Hello xgb community!

This is a quick python API related question: I am helping a data scientist from my team to pickle and then (in another context) un-pickle an XGBClassifier object. Un-pickling is done within a python environment where only “pip install xgboost” is run. Then an attempt to un-pickle XGBClassifier fails with

    Traceback (most recent call last):
    File "unpickle.py", line 13, in <module>
      print(doit(sys.argv[1]))
    File "unpickle.py", line 8, in doit
      return pickle.load(fd)
  _pickle.UnpicklingError: NEWOBJ class argument isn't a type object

Installing scikit-learn fixed the problem (yes, my colleague has it installed in his environment on the pickling side).

Should scikit-learn be an install requirement for the python pypi package? Or do I miss something?
Your help highly appreciated!

Thanks,
-Yassen

No, scikit-learn is only required only when you are using xgboost.XGBClassifier object, since XGBClassifier object directly interacts with scikit-learn API. You will not have this problem if you are only using xgboost.train(), which produces xgboost.Booster object.

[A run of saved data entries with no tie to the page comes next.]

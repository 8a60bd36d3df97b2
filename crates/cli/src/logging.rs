//! Logging setup for the `forma` binary.
//!
//! Logs go to stderr so that JSON written to stdout stays parseable.
//!
//! ## Environment Variables
//!
//! 1. **`FORMA_LOG`** (highest priority) - forma-specific logging control
//! 2. **`RUST_LOG`** - standard tracing environment variable
//! 3. **Default** - `warn` everywhere

use std::env;
use tracing_subscriber::EnvFilter;

/// Crates whose logs `FORMA_LOG=<level>` turns up.
const CRATES: &[&str] = &[
    "forma",
    "api",
    "element",
    "interchange",
    "render",
    "store",
    "submission",
];

/// Initialize logging. `verbose` raises the default to `debug` when no
/// environment variable is set.
///
/// Safe to call more than once; later calls are ignored.
pub fn init(verbose: bool) {
    let filter = create_filter(verbose);
    let _ = tracing_subscriber::fmt()
        .with_env_filter(filter)
        .with_writer(std::io::stderr)
        .with_target(false)
        .try_init();
}

fn create_filter(verbose: bool) -> EnvFilter {
    if let Ok(forma_log) = env::var("FORMA_LOG") {
        return expand_forma_log(&forma_log);
    }

    if let Ok(rust_log) = env::var("RUST_LOG") {
        return EnvFilter::new(rust_log);
    }

    if verbose {
        return expand_forma_log("debug");
    }

    EnvFilter::new("warn")
}

/// `FORMA_LOG=debug` becomes `warn,forma=debug,api=debug,...`. Values with
/// directive syntax are used as-is.
fn expand_forma_log(level: &str) -> EnvFilter {
    EnvFilter::new(directives(level))
}

fn directives(level: &str) -> String {
    if level.contains('=') || level.contains(':') || level.contains(',') {
        return level.to_string();
    }

    let mut directives = String::from("warn");
    for name in CRATES {
        directives.push_str(&format!(",{name}={level}"));
    }
    directives
}

#[cfg(test)]
mod tests {
    use super::*;

    #[test]
    fn bare_level_expands_to_workspace_crates() {
        let expanded = directives("debug");
        assert!(expanded.starts_with("warn,"));
        assert!(expanded.contains("store=debug"));
        assert!(expanded.contains("submission=debug"));
    }

    #[test]
    fn directive_syntax_is_kept() {
        assert_eq!(directives("store=trace"), "store=trace");
        assert_eq!(directives("info,render=off"), "info,render=off");
    }
}
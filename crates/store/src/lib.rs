//! Builder state: the element tree, document settings, the selection cursor
//! and drag-and-drop state, behind one explicit [`Store`].
//!
//! Every mutation returns an [`Outcome`]. Observers registered with
//! [`Store::subscribe`] hear about applied mutations only.

mod drag;
mod outcome;
mod store;
mod tree;

pub use drag::{DragSource, DragState, DropTarget};
pub use outcome::{Effect, IgnoreReason, Outcome, RejectReason};
pub use store::{Store, StoreEvent, SubscriptionId};
pub use tree::{ElementTree, Iter, TreeError};
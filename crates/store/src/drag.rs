//! Drag-and-drop interaction state.
//!
//! A drag starts from the palette (a new element of some kind) or from an
//! element already on the canvas. While it is in flight the host reports
//! what the pointer is over; dropping performs at most one store mutation.

use crate::outcome::{IgnoreReason, Outcome};
use crate::store::Store;
use element::{ElementId, ElementKind};
use serde::{Deserialize, Serialize};

/// What is being dragged.
#[derive(Clone, Copy, Debug, PartialEq, Eq, Serialize, Deserialize)]
#[serde(tag = "source", rename_all = "snake_case")]
pub enum DragSource {
    Palette { kind: ElementKind },
    Element { id: ElementId },
}

/// Where a drop would land.
#[derive(Clone, Copy, Debug, PartialEq, Eq, Serialize, Deserialize)]
#[serde(tag = "target", rename_all = "snake_case")]
pub enum DropTarget {
    /// Append to the root list.
    Root,
    /// Append inside a container.
    Into { id: ElementId },
    /// The gap before child `index` of `parent` (or the root), counted
    /// before the dragged element is detached.
    Slot {
        parent: Option<ElementId>,
        index: usize,
    },
}

impl DropTarget {
    fn parent(&self) -> Option<ElementId> {
        match self {
            Self::Root => None,
            Self::Into { id } => Some(*id),
            Self::Slot { parent, .. } => *parent,
        }
    }
}

#[derive(Clone, Debug, PartialEq, Eq)]
pub struct DragState {
    pub source: DragSource,
    pub over: Option<DropTarget>,
}

impl DragState {
    pub(crate) fn references_any(&self, ids: &[ElementId]) -> bool {
        let source = match self.source {
            DragSource::Element { id } => Some(id),
            DragSource::Palette { .. } => None,
        };
        let target = self.over.as_ref().and_then(DropTarget::parent);
        [source, target].into_iter().flatten().any(|id| ids.contains(&id))
    }
}

impl Store {
    pub fn drag_state(&self) -> Option<&DragState> {
        self.drag.as_ref()
    }

    pub fn is_dragging(&self) -> bool {
        self.drag.is_some()
    }

    /// Start a drag, replacing any drag already in flight.
    pub fn begin_drag(&mut self, source: DragSource) -> Result<(), IgnoreReason> {
        if let DragSource::Element { id } = source {
            if !self.tree().contains(id) {
                return Err(IgnoreReason::NotFound { id });
            }
        }
        tracing::trace!("Begin drag {:?}", source);
        self.drag = Some(DragState { source, over: None });
        Ok(())
    }

    /// Record what the pointer is over. `None` leaves every target.
    pub fn drag_over(&mut self, target: Option<DropTarget>) {
        if let Some(drag) = self.drag.as_mut() {
            drag.over = target;
        }
    }

    /// Abandon the drag without touching the tree.
    pub fn cancel_drag(&mut self) {
        if self.drag.take().is_some() {
            tracing::trace!("Drag cancelled");
        }
    }

    /// Drop onto the current target.
    pub fn end_drag(&mut self) -> Outcome {
        let Some(DragState { source, over }) = self.drag.take() else {
            return Outcome::Ignored(IgnoreReason::NoActiveDrag);
        };
        let Some(target) = over else {
            return Outcome::Ignored(IgnoreReason::NoDropTarget);
        };
        tracing::trace!("Drop {:?} on {:?}", source, target);

        match (source, target) {
            (DragSource::Palette { kind }, target) => {
                let (parent, index) = match target {
                    DropTarget::Root => (None, None),
                    DropTarget::Into { id } => (Some(id), None),
                    DropTarget::Slot { parent, index } => (parent, Some(index)),
                };
                self.insert(element::Element::new(kind), parent, index)
            }
            (DragSource::Element { id }, DropTarget::Root) => self.move_to(id, None, None),
            (DragSource::Element { id }, DropTarget::Into { id: container }) => {
                self.move_to_container(id, container)
            }
            (DragSource::Element { id }, DropTarget::Slot { parent, index }) => {
                let Some((old_parent, old_index)) = self.tree().position_of(id) else {
                    return Outcome::not_found(id);
                };
                if old_parent == parent {
                    // Gaps on either side of the element are the same position.
                    let to = if index > old_index { index - 1 } else { index };
                    let len = self.tree().children_of(parent).map_or(0, <[_]>::len);
                    if to >= len {
                        return Outcome::Ignored(IgnoreReason::IndexOutOfRange { index, len });
                    }
                    self.reorder(parent, old_index, to)
                } else {
                    self.move_to(id, parent, Some(index))
                }
            }
        }
    }
}

#[cfg(test)]
mod tests {
    use super::*;
    use crate::Effect;

    fn store_with(kinds: &[ElementKind]) -> (Store, Vec<ElementId>) {
        let mut store = Store::new();
        let ids = kinds
            .iter()
            .map(|kind| store.add(*kind, None).created_id().unwrap())
            .collect();
        (store, ids)
    }

    fn root_ids(store: &Store) -> Vec<ElementId> {
        store.elements().iter().map(|e| e.id).collect()
    }

    #[test]
    fn palette_drop_into_container() {
        let (mut store, ids) = store_with(&[ElementKind::Container]);
        store.begin_drag(DragSource::Palette { kind: ElementKind::Email }).unwrap();
        store.drag_over(Some(DropTarget::Into { id: ids[0] }));

        let outcome = store.end_drag();
        let created = outcome.created_id().unwrap();
        assert_eq!(store.tree().parent_of(created), Some(ids[0]));
        assert_eq!(store.get(created).unwrap().kind, ElementKind::Email);
        assert!(!store.is_dragging());
    }

    #[test]
    fn palette_drop_into_slot() {
        let (mut store, ids) = store_with(&[ElementKind::Text, ElementKind::Text]);
        store.begin_drag(DragSource::Palette { kind: ElementKind::Divider }).unwrap();
        store.drag_over(Some(DropTarget::Slot { parent: None, index: 1 }));
        let created = store.end_drag().created_id().unwrap();
        assert_eq!(root_ids(&store), vec![ids[0], created, ids[1]]);
    }

    #[test]
    fn drop_without_target_is_ignored() {
        let (mut store, _) = store_with(&[ElementKind::Container]);
        assert_eq!(store.end_drag(), Outcome::Ignored(IgnoreReason::NoActiveDrag));

        store.begin_drag(DragSource::Palette { kind: ElementKind::Text }).unwrap();
        store.drag_over(Some(DropTarget::Root));
        store.drag_over(None);
        assert_eq!(store.end_drag(), Outcome::Ignored(IgnoreReason::NoDropTarget));
        assert_eq!(store.tree().len(), 1);
    }

    #[test]
    fn cancel_leaves_tree_alone() {
        let (mut store, ids) = store_with(&[ElementKind::Text, ElementKind::Container]);
        store.begin_drag(DragSource::Element { id: ids[0] }).unwrap();
        store.drag_over(Some(DropTarget::Into { id: ids[1] }));
        store.cancel_drag();
        assert_eq!(store.end_drag(), Outcome::Ignored(IgnoreReason::NoActiveDrag));
        assert_eq!(root_ids(&store), ids);
    }

    #[test]
    fn dragging_an_element_into_itself_is_rejected() {
        let (mut store, ids) = store_with(&[ElementKind::Container]);
        store.begin_drag(DragSource::Element { id: ids[0] }).unwrap();
        store.drag_over(Some(DropTarget::Into { id: ids[0] }));
        assert!(store.end_drag().is_rejected());
        assert_eq!(root_ids(&store), ids);
    }

    #[test]
    fn slot_drop_within_same_list_reorders() {
        let kinds = [ElementKind::Text; 4];
        let (mut store, ids) = store_with(&kinds);

        store.begin_drag(DragSource::Element { id: ids[0] }).unwrap();
        store.drag_over(Some(DropTarget::Slot { parent: None, index: 3 }));
        assert_eq!(
            store.end_drag(),
            Outcome::Applied(Effect::Reordered { parent: None, from: 0, to: 2 })
        );
        assert_eq!(root_ids(&store), vec![ids[1], ids[2], ids[0], ids[3]]);

        // Dropping just after itself is a no-op.
        store.begin_drag(DragSource::Element { id: ids[0] }).unwrap();
        store.drag_over(Some(DropTarget::Slot { parent: None, index: 3 }));
        assert_eq!(store.end_drag(), Outcome::Ignored(IgnoreReason::Unchanged));
    }

    #[test]
    fn slot_drop_across_parents_moves() {
        let (mut store, ids) = store_with(&[ElementKind::Text, ElementKind::Columns]);
        let inner = store.add(ElementKind::Heading, Some(ids[1])).created_id().unwrap();

        store.begin_drag(DragSource::Element { id: ids[0] }).unwrap();
        store.drag_over(Some(DropTarget::Slot { parent: Some(ids[1]), index: 0 }));
        assert!(store.end_drag().is_applied());

        let columns = store.get(ids[1]).unwrap();
        let children: Vec<_> = columns.children.iter().map(|e| e.id).collect();
        assert_eq!(children, vec![ids[0], inner]);
        assert!(store.tree().is_nested(ids[0]));
    }

    #[test]
    fn removing_the_dragged_element_ends_the_drag() {
        let (mut store, ids) = store_with(&[ElementKind::Text]);
        store.begin_drag(DragSource::Element { id: ids[0] }).unwrap();
        store.remove(ids[0]);
        assert!(!store.is_dragging());
    }

    #[test]
    fn begin_drag_of_missing_element_is_ignored() {
        let mut store = Store::new();
        let missing = ElementId::new();
        assert_eq!(
            store.begin_drag(DragSource::Element { id: missing }),
            Err(IgnoreReason::NotFound { id: missing })
        );
        assert!(!store.is_dragging());
    }
}
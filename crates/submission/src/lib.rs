//! Form submission: value validation and the submission-action pipeline.

mod actions;
mod validate;

pub use actions::{run_actions, DispatchError, DryRunClient, FailedWebhook, SubmissionReport, WebhookClient};
pub use validate::{validate_submission, FieldError, FieldErrorKind};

hcho3: thanks for your reply!

If adding scikit-learn to install requirements is not appropriate, how about providing a XGBClassifier.__reduce__() which would invoke super().__reduce__ but catch an UnpicklingError and in case it carries the above obscure message, re-rase it with addition to the message like NEWOBJ class argument isn't a type object (do you have scikit-learn installed?)

This may save someone else tons of time if in a similar situation like us couple days ago. We lost lots of time trying to bring xgboost, python interpreters, OS to the very same version to find the root cause of that error. A helpful hint like that would have saved our day.

I would propose a PR if that makes sense (I hope it does).
Thanks again!
-Y.

I agree that a better error message would benefit other users. Would you like to file a pull request?

Absolutely. It would be an honour to contribute (although so small a thing).
Should be able to within couple of days. Cheers!
-Y.

1 Like

I tried to find a pull request on github related to this… was this never resolved?

This is actually a problem for cases like a web app deployed on heroku, where the ‘slug size’ should be less than 300 MB, (if not the loading is slow), adding scikit-learn to requirements.txtalong with packages like xgboost itself, pandas, dash/flask makes it more than 300MB always.

Should this be discussed here or would it be appropriate to open an issue?

@pu239 It is not possible to unpickle XGBClassifier without installing scikit-learn. You can avoid installing scikit-learn by always using xgboost.train() instead of XGBClassifier.fit() when training the model.

I’m sorry if this is a dumb cuestion. But when you all say “installing scikit-learn”, you mean doing pip install scikit-learn on the enviorment??